Apart from the fact that there are merely two carefully posed shots instead of a set of nine which were enchanting with their spontaneity, there is the suggestion that Gabriel has stretched out and that there is a leanness which indicates baby-fat has been shed and there is that boyishness seemed to be looming, but now is clearly evident.  In previous years the shots included moments of closed-eyed laughter and an impish smirk that suggested a bit of interaction with a photographer who knew how to capture the age group before them in all their innocent beauty.

Self-portrait, feet. Gabriel Hanlon, October, 2015.
As Gabriel approaches 4, the suggestion in the pictures is that he is more ready to engage with people and take direction - albeit from a photographer.  The poses show more evidence of a cue or request being acknowledged than a playfulness that was deferred to when he was younger.  The shots seem a little stiffer and no where near the poignancy of the shots from last year and the year before.  These shots, commemorating 2015 and his fourth autumn mark a different phase.  Much of what has happened seems to indicate that as well.

Two days ago when I spoke to him on the phone there was an attentiveness to the conversation or a clarity to his train of thought that made me think that time jumped ahead a year rather than a few hours since I had dropped him off at daycare.  Apart from that, he flipped the bird for the first time during Thanksgiving dinner, an indication that his surroundings are not as insulated and certain as they used to be. As he approaches school age, there will be more and more occasions where his peers initiate him to those less innocent skill sets and the hard conversations begin.

There are other hard conversations to weigh as well and with those the reminder that he is still a few years away from memories that will stick with him. One of my rituals with Gabriel from as far back as "the bucket stage" has been to take him to pizza with friends on Saturdays.  He has graduated from the bucket to his own place at the table and a pizza of his own.  Earlier this week one of those friends from that Saturday ritual, Mike, a stoic retired train engineer who particularly bonded with Gabriel, passed away after a few years of health struggles and informing us each Saturday that he was tired.

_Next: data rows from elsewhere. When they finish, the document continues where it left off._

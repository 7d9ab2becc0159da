//! Exit state machine.
//!
//! Given an opened position, scans forward from the fill tick and applies the
//! exit rules in a fixed priority order. The first rule that fires closes the
//! position. If none fires, the position is closed on the last tick.
//!
//! Priority:
//! 1. Market-cap take-profit
//! 2. Profit-rate take-profit
//! 3. Sell pressure
//! 4. Loss stop below the pre-entry floor
//! 5. Retracement stop, confirmed by inflections
//! 6. Time stop
//! 7. Spike
//! 8. Quiet period
//! 9. Rebound sell
//!
//! State carried across ticks: peak price and peak profit rate, the
//! retracement window and inflection counter, and the deep-loss latch.

use std::collections::VecDeque;

use serde::{Deserialize, Serialize};

use crate::domain::{ExitReason, Tick};
use crate::features;

// ─── Configuration ──────────────────────────────────────────────────

#[derive(Debug, Clone, PartialEq, Serialize, Deserialize)]
#[serde(default)]
pub struct ProfitTakeRule {
    pub enabled: bool,
    /// Profit rate as a fraction (0.5 = +50%).
    pub threshold: f64,
}

impl Default for ProfitTakeRule {
    fn default() -> Self {
        Self {
            enabled: true,
            threshold: 0.5,
        }
    }
}

#[derive(Debug, Clone, PartialEq, Serialize, Deserialize)]
#[serde(default)]
pub struct SellPressureRule {
    pub enabled: bool,
    /// Ticks since entry to inspect. Zero inspects nothing, so `all_sell` fires at once.
    pub lookback: usize,
    /// Fires when the signed sum of the window is below this.
    pub sum_threshold: f64,
    /// Also fire when every trade in the window is a sell.
    pub all_sell: bool,
}

impl Default for SellPressureRule {
    fn default() -> Self {
        Self {
            enabled: false,
            lookback: 10,
            sum_threshold: -20.0,
            all_sell: false,
        }
    }
}

#[derive(Debug, Clone, PartialEq, Serialize, Deserialize)]
#[serde(default)]
pub struct LossStopRule {
    /// Loss as a fraction (0.3 = -30%).
    pub loss_fraction: f64,
    /// Ticks before entry used to establish the price floor.
    pub floor_lookback: usize,
}

impl Default for LossStopRule {
    fn default() -> Self {
        Self {
            loss_fraction: 0.3,
            floor_lookback: 20,
        }
    }
}

#[derive(Debug, Clone, PartialEq, Serialize, Deserialize)]
#[serde(default)]
pub struct RetracementRule {
    /// Threshold while the peak profit is below `high_profit_threshold`.
    pub low: f64,
    /// Threshold once the peak profit has reached `high_profit_threshold`.
    pub high: f64,
    pub high_profit_threshold: f64,
    /// Inflections needed before the stop fires.
    pub min_inflections: usize,
    pub inflection_window: usize,
    pub min_hold_ms: i64,
    pub min_profit: f64,
}

impl Default for RetracementRule {
    fn default() -> Self {
        Self {
            low: 0.05,
            high: 0.1,
            high_profit_threshold: 0.4,
            min_inflections: 1,
            inflection_window: 5,
            min_hold_ms: 60_000,
            min_profit: 0.05,
        }
    }
}

#[derive(Debug, Clone, PartialEq, Serialize, Deserialize)]
#[serde(default)]
pub struct SpikeRule {
    pub enabled: bool,
    pub lookback_ms: i64,
    /// Rise in percent versus the reference price.
    pub threshold_pct: f64,
}

impl Default for SpikeRule {
    fn default() -> Self {
        Self {
            enabled: true,
            lookback_ms: 1_000,
            threshold_pct: 8.0,
        }
    }
}

#[derive(Debug, Clone, PartialEq, Serialize, Deserialize)]
#[serde(default)]
pub struct QuietPeriodRule {
    pub enabled: bool,
    pub seconds: f64,
    pub min_amount: f64,
}

impl Default for QuietPeriodRule {
    fn default() -> Self {
        Self {
            enabled: true,
            seconds: 20.0,
            min_amount: 0.8,
        }
    }
}

#[derive(Debug, Clone, PartialEq, Serialize, Deserialize)]
#[serde(default)]
pub struct ReboundRule {
    pub enabled: bool,
    /// Depth of the earlier loss, in percent.
    pub min_loss_pct: f64,
    /// Recovered profit, in percent.
    pub min_profit_pct: f64,
    pub min_buy_amount: f64,
}

impl Default for ReboundRule {
    fn default() -> Self {
        Self {
            enabled: true,
            min_loss_pct: 7.0,
            min_profit_pct: 5.0,
            min_buy_amount: 2.5,
        }
    }
}

/// Complete exit parameter set.
#[derive(Debug, Clone, PartialEq, Serialize, Deserialize)]
#[serde(default)]
pub struct ExitConfig {
    pub take_profit_market_cap: f64,
    pub profit_take: ProfitTakeRule,
    pub sell_pressure: SellPressureRule,
    pub loss_stop: LossStopRule,
    pub retracement: RetracementRule,
    pub max_hold_seconds: f64,
    pub spike: SpikeRule,
    pub quiet_period: QuietPeriodRule,
    pub rebound: ReboundRule,
}

impl Default for ExitConfig {
    fn default() -> Self {
        Self {
            take_profit_market_cap: 300.0,
            profit_take: ProfitTakeRule::default(),
            sell_pressure: SellPressureRule::default(),
            loss_stop: LossStopRule::default(),
            retracement: RetracementRule::default(),
            max_hold_seconds: 6_000.0,
            spike: SpikeRule::default(),
            quiet_period: QuietPeriodRule::default(),
            rebound: ReboundRule::default(),
        }
    }
}

/// Where and why a position closes.
#[derive(Debug, Clone, Copy, PartialEq, Eq, Serialize, Deserialize)]
pub struct ExitSignal {
    pub exit_index: usize,
    pub reason: ExitReason,
}

// ─── State machine ──────────────────────────────────────────────────

/// Per-position exit state.
#[derive(Debug, Clone)]
pub struct ExitTracker<'a> {
    config: &'a ExitConfig,
    entry_index: usize,
    entry_price: f64,
    entry_time: i64,
    floor: Option<f64>,
    peak_price: f64,
    peak_profit_rate: f64,
    in_retracement: bool,
    inflections: usize,
    window: VecDeque<f64>,
    min_profit_rate: f64,
    deep_loss_seen: bool,
}

impl<'a> ExitTracker<'a> {
    pub fn new(
        tape: &[Tick],
        entry_index: usize,
        entry_price: f64,
        entry_time: i64,
        config: &'a ExitConfig,
    ) -> Self {
        Self {
            config,
            entry_index,
            entry_price,
            entry_time,
            floor: features::pre_entry_floor(tape, entry_index, config.loss_stop.floor_lookback),
            peak_price: entry_price,
            peak_profit_rate: 0.0,
            in_retracement: false,
            inflections: 0,
            window: VecDeque::with_capacity(config.retracement.inflection_window),
            min_profit_rate: 0.0,
            deep_loss_seen: false,
        }
    }

    pub fn peak_price(&self) -> f64 {
        self.peak_price
    }

    pub fn inflections(&self) -> usize {
        self.inflections
    }

    fn profit_rate(&self, price: f64) -> f64 {
        if self.entry_price > 0.0 {
            (price - self.entry_price) / self.entry_price
        } else {
            0.0
        }
    }

    /// Process tick `i` (which must be at or after the entry index).
    ///
    /// Returns the exit when a rule fires.
    pub fn on_tick(&mut self, tape: &[Tick], i: usize) -> Option<ExitSignal> {
        let cfg = self.config;
        let tick = &tape[i];
        let price = tick.price();
        let amount = tick.amount();
        let fire = |reason| {
            Some(ExitSignal {
                exit_index: i,
                reason,
            })
        };

        if price > self.peak_price {
            self.peak_price = price;
            self.peak_profit_rate = self.profit_rate(price);
        }
        let profit_rate = self.profit_rate(price);

        if profit_rate < self.min_profit_rate {
            self.min_profit_rate = profit_rate;
            if self.min_profit_rate <= -cfg.rebound.min_loss_pct / 100.0 {
                self.deep_loss_seen = true;
            }
        }

        if tick.market_cap() >= cfg.take_profit_market_cap {
            return fire(ExitReason::MarketCapTakeProfit);
        }

        if cfg.profit_take.enabled && profit_rate >= cfg.profit_take.threshold {
            return fire(ExitReason::ProfitRateTakeProfit);
        }

        if cfg.sell_pressure.enabled && self.sell_pressure(tape, i) {
            return fire(ExitReason::SellPressure);
        }

        if profit_rate <= -cfg.loss_stop.loss_fraction {
            if let Some(floor) = self.floor {
                if price < floor {
                    return fire(ExitReason::LossStop);
                }
            }
        }

        if self.retracement(price, tick.time_ms, profit_rate) {
            return fire(ExitReason::RetracementStop);
        }

        let hold_seconds = (tick.time_ms - self.entry_time) as f64 / 1_000.0;
        if hold_seconds > cfg.max_hold_seconds {
            let exit_index = if i > self.entry_index { i - 1 } else { i };
            return Some(ExitSignal {
                exit_index,
                reason: ExitReason::TimeStop,
            });
        }

        if cfg.spike.enabled && profit_rate > 0.0 && self.spike(tape, i) {
            return fire(ExitReason::SpikeStop);
        }

        if cfg.quiet_period.enabled && amount < 0.0 && self.quiet(tape, i) {
            return fire(ExitReason::QuietPeriodStop);
        }

        if cfg.rebound.enabled
            && self.deep_loss_seen
            && profit_rate >= cfg.rebound.min_profit_pct / 100.0
            && amount >= cfg.rebound.min_buy_amount
        {
            return fire(ExitReason::ReboundSell);
        }

        None
    }

    // ── Rules with lookbacks ──

    fn sell_pressure(&self, tape: &[Tick], i: usize) -> bool {
        let rule = &self.config.sell_pressure;
        let start = i.saturating_sub(rule.lookback).max(self.entry_index).min(i);
        if i - start < rule.lookback {
            return false;
        }
        // A zero lookback gives an empty window, which counts as all sells.
        let window = &tape[start..i];
        if rule.all_sell && window.iter().all(Tick::is_sell) {
            return true;
        }
        window.iter().map(Tick::amount).sum::<f64>() < rule.sum_threshold
    }

    /// Advance the retracement state. Returns true when the stop fires.
    fn retracement(&mut self, price: f64, time_ms: i64, profit_rate: f64) -> bool {
        let rule = &self.config.retracement;
        let armed = self.peak_price > self.entry_price
            && time_ms - self.entry_time >= rule.min_hold_ms
            && profit_rate >= rule.min_profit;
        if !armed {
            return false;
        }

        let retracement = (self.peak_price - price) / self.peak_price;
        let threshold = if self.peak_profit_rate < rule.high_profit_threshold {
            rule.low
        } else {
            rule.high
        };

        if retracement < threshold {
            self.in_retracement = false;
            self.inflections = 0;
            self.window.clear();
            return false;
        }

        if !self.in_retracement {
            self.in_retracement = true;
            self.inflections = 0;
            self.window.clear();
        }
        self.window.push_back(price);

        let size = rule.inflection_window.max(1);
        if self.window.len() >= size {
            // Index arithmetic kept as is: for even sizes `mid` sits right of centre.
            let mid = size / 2;
            let mid_price = self.window[mid];
            let max_price = self
                .window
                .iter()
                .take(size)
                .fold(f64::NEG_INFINITY, |m, p| m.max(*p));
            let first = self.window[0];
            let last = self.window[self.window.len() - 1];
            if mid_price == max_price && mid_price > first && mid_price > last {
                self.inflections += 1;
            }
            self.window.pop_front();
        }

        self.inflections >= rule.min_inflections
    }

    fn spike(&self, tape: &[Tick], i: usize) -> bool {
        let rule = &self.config.spike;
        let current = &tape[i];
        let start = current.time_ms - rule.lookback_ms;
        let reference = tape[self.entry_index..i]
            .iter()
            .rev()
            .find(|t| t.time_ms <= start)
            .map(Tick::price);
        match reference {
            Some(r) if r > 0.0 => (current.price() - r) / r * 100.0 >= rule.threshold_pct,
            _ => false,
        }
    }

    fn quiet(&self, tape: &[Tick], i: usize) -> bool {
        let rule = &self.config.quiet_period;
        let current = &tape[i];
        let held_seconds = (current.time_ms - self.entry_time) as f64 / 1_000.0;
        if held_seconds < rule.seconds {
            return false;
        }
        let window_start = current.time_ms - (rule.seconds * 1_000.0) as i64;
        let lower = (self.entry_index + 1).min(i);
        let has_large_trade = tape[lower..i]
            .iter()
            .rev()
            .take_while(|t| t.time_ms >= window_start)
            .any(|t| t.abs_amount() >= rule.min_amount);
        !has_large_trade
    }
}

/// Resolve the exit for a position opened at `entry_index`.
///
/// `entry_time` is the fill time, which may be later than the fill tick's own
/// timestamp when an execution delay applies.
pub fn resolve(
    tape: &[Tick],
    entry_index: usize,
    entry_price: f64,
    entry_time: i64,
    config: &ExitConfig,
) -> ExitSignal {
    let last = tape.len().saturating_sub(1);
    let mut tracker = ExitTracker::new(tape, entry_index, entry_price, entry_time, config);
    for i in entry_index..tape.len() {
        if let Some(signal) = tracker.on_tick(tape, i) {
            return signal;
        }
    }
    ExitSignal {
        exit_index: last,
        reason: ExitReason::TapeEnd,
    }
}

As I ponder breaking this news to Gabriel, I am inclined not to bother.  During Mike's final illness over the last few months, Gabriel never expressed concern about his absence and I wondered if it was a case of him not recalling Mike in his absence.  As I lean toward not sharing the news with him, I suspect that he has already forgotten Mike, though I hope there may be some trace recall of the particular fondness that they had for one another and an occasion where Gabriel asks after him and allows the opportunity to recall a friendship and discuss a simple reality of the passing of time.